The tenor of what “lean” is about is shifting, at least in some places, toward the line leader as improver, teacher and coach. Successfully adopting that role requires a qualification that I wish I saw more of as I work with industrial clients – curiosity.

To succeed in this role, a supervisor must be intently curious about, not only the minute-by-minute performance, but what things are affecting it, or could affect it.

Even if he is just walking by, his eyes must be checking – is there excess inventory piling up? Are all of the standard WIP spots filled? Is anyone struggling with the job? Are the carts in the right places? Pressures and temperatures OK? Kanbans circulating correctly? Workers all wearing PPE? Safety glasses? Ear plugs? Does the fork truck driver have his seatbelt fastened?

Though there should also be deliberate checks as part of his standard work, a leader needs to be intently curious about what is happening all of the time.

To improve things requires even more curiosity. “What obstacles do you think are now keeping you from reaching the target?” is not a question that should be answered casually. Rather, the preparation to answer it properly requires careful study – being curious – about what operational conditions must be changed to reach the target.

Sadly, though, my experience is that true curiosity is a pretty rare commodity. A plant manager that can spout off a barrage of facts and figures about how things have to be, but is surprised every time the math doesn’t reflect his view of reality doesn’t impress me much.

Niwa-sensai said once (probably many times) “A visual control that doesn’t trigger action is just a decoration.”

You have to be curious about what those visual controls are telling you. What good is a gage if it is supposed to read between 4 and 6, but drops to 0 and nobody notices?

That supervisor walking through the area needs to be visually sweeping those gages, looking for leaks, anything unusual or abnormal, and taking action.

“How did that stain get here?” Run the trap line. The process, as designed, shouldn’t let anything leak. Why did it? What is really happening?

All we practitioners can do is patiently, again and again, walk the line with them, ask what they see, stand in the chalk circle with them, and do our best to teach them to see what we do.
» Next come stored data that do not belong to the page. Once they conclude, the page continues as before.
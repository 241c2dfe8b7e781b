//! An `Amount` is a non-negative monetary value split into whole currency
//! units and cents, which is the shape the speller needs.
//!
//! Amounts are built from either an `f64` (what invoice totals usually arrive
//! as) or a `Decimal`. In both cases the cents are the fractional part scaled
//! by 100 and rounded half away from zero. If that rounding lands on 100 cents
//! (ie 4.995) the extra cent is carried into the integer part so we never
//! print "CON 100/100".

use crate::error::{Error, Result};
use rust_decimal::prelude::*;
use std::convert::TryFrom;

/// The largest integer part we can spell (just under one thousand billones).
pub const MAX_AMOUNT: u64 = 999_999_999_999_999;

/// A monetary amount, validated and ready to be spelled.
#[derive(Clone, Copy, Debug, Default, PartialEq, Eq, getset::CopyGetters)]
#[cfg_attr(feature = "with_serde", derive(serde_derive::Serialize, serde_derive::Deserialize))]
#[cfg_attr(feature = "with_serde", serde(try_from = "AmountParts"))]
#[getset(get_copy = "pub")]
pub struct Amount {
    /// Whole currency units.
    integer_part: u64,
    /// Hundredths of a unit, 0-99.
    cents: u8,
}

/// The unvalidated wire form of an `Amount`. Deserialization goes through
/// `Amount::new` so the range checks hold for decoded amounts too.
#[cfg(feature = "with_serde")]
#[derive(serde_derive::Deserialize)]
struct AmountParts {
    integer_part: u64,
    cents: u8,
}

#[cfg(feature = "with_serde")]
impl TryFrom<AmountParts> for Amount {
    type Error = Error;

    fn try_from(parts: AmountParts) -> Result<Self> {
        Self::new(parts.integer_part, parts.cents)
    }
}

impl Amount {
    /// Create an amount from its parts.
    pub fn new(integer_part: u64, cents: u8) -> Result<Self> {
        if cents > 99 {
            Err(Error::CentsOutOfRange(cents))?;
        }
        if integer_part > MAX_AMOUNT {
            Err(Error::AmountOutOfRange)?;
        }
        Ok(Self { integer_part, cents })
    }

    /// Split a float into units and cents.
    pub fn from_f64(amount: f64) -> Result<Self> {
        if !amount.is_finite() {
            Err(Error::NonFiniteAmount)?;
        }
        if amount < 0.0 {
            Err(Error::NegativeAmount)?;
        }
        let integer = amount.floor();
        if integer > MAX_AMOUNT as f64 {
            Err(Error::AmountOutOfRange)?;
        }
        let cents = ((amount - integer) * 100.0).round();
        Self::carry(integer as u64, cents as u8)
    }

    /// Split a decimal into units and cents. Unlike `from_f64` the rounding
    /// here is exact.
    pub fn from_decimal(amount: Decimal) -> Result<Self> {
        if amount.is_sign_negative() && !amount.is_zero() {
            Err(Error::NegativeAmount)?;
        }
        // drops the sign from negative zero
        let amount = amount.abs();
        let integer = amount.trunc();
        let cents = ((amount - integer) * Decimal::from(100))
            .round_dp_with_strategy(0, RoundingStrategy::MidpointAwayFromZero);
        let integer = integer.to_u64().ok_or(Error::AmountOutOfRange)?;
        let cents = cents.to_u8().ok_or(Error::AmountOutOfRange)?;
        Self::carry(integer, cents)
    }

    /// Build an amount from rounded parts where cents may have rounded up to a
    /// full unit.
    fn carry(integer_part: u64, cents: u8) -> Result<Self> {
        if cents >= 100 {
            let integer_part = integer_part.checked_add(1).ok_or(Error::AmountOutOfRange)?;
            Self::new(integer_part, cents - 100)
        } else {
            Self::new(integer_part, cents)
        }
    }

    /// Returns true if this amount is exactly zero.
    pub fn is_zero(&self) -> bool {
        self.integer_part == 0 && self.cents == 0
    }
}

impl TryFrom<f64> for Amount {
    type Error = Error;

    fn try_from(amount: f64) -> Result<Self> {
        Self::from_f64(amount)
    }
}

impl TryFrom<Decimal> for Amount {
    type Error = Error;

    fn try_from(amount: Decimal) -> Result<Self> {
        Self::from_decimal(amount)
    }
}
Show them the system, show them the future consequences of letting this little thing slide – how second shift is going to be brought to their knees because the work isn’t being processed according to the FIFO rules.

I suspect, though, that at least a few leaders get promoted and somehow believe they reach a level where they are exempt from checking and teaching. That’s someone else’s job.

But if not them, who? And how do they know it is getting done?

5 Replies to “Curiosity”

  1. As always, very well put. Curiosity is critically important.

    I will disagree on one point, though. I don’t believe that “at least a few leaders get promoted and somehow believe they reach a level where they are exempt from checking and teaching.”

    I believe the long tradition of command and control leadership has resulted in the vast majority behaving as though they are exempt from checking and teaching.

  2. When I was young I visited NYC for the first time and observed a man lying on the sidewalk and people stepping around him. He wasn’t “dead” but I’ve since related this experience to what I call stepping over “dead” bodies in the factory. I think there is a bit of a crowd psychology at work in both cases. “No one else seems to care about this so I guess I don’t either.” and there is a bit of negative reinforcement: “if I deal with this I will have more work to do and the work that is expected of me will not get done.” Imagine if there was a pool of water forming under your sink at home. In that case the negative consequences of inaction fall directly on you (of course the kids may just step over that dead body too.) I think that the more managers can create the mentality that “this is our house.” or “this is our work bay.” and the more cross accountability there is among members of the team maintaining that area, the more likely we are to get curious inquiries into something that isn’t right. Obviously management has to show that they care about it and are willing to expend energy to fix it. If Dad doesn’t care about the puddle on the floor why should the kids?

  3. Mark…
    I am huge fan of your blogs. I have learnt a lot and continue to apply the same in my job as a plant manager. We have been able to bring a huge turnaround in the plant from safety, quality, delivery point of view in a year. Cost and cash as always have followed in the right direction as started engaging in improving safety…by way of better workplace and culture.
    We followed the approach of kaizen events…it has helped the team to get familiar with lot of the lean tools. I see this as stepping stone to create a problem solving culture…where everyone is thinking and acting to improve his work…from safety, quality and delivery(cycle time/lead time). Cost and cash(inventory) will
    follow it…
    Thanks for being a virtual sensei….

  4. Was reading another of your post, when came across this one. It was both appropriate and timely; as I am part of a large manufacturing change, where we are all learning that everyone needs to keep curiosity at the forefront of improving and seeing the possibility of what can be.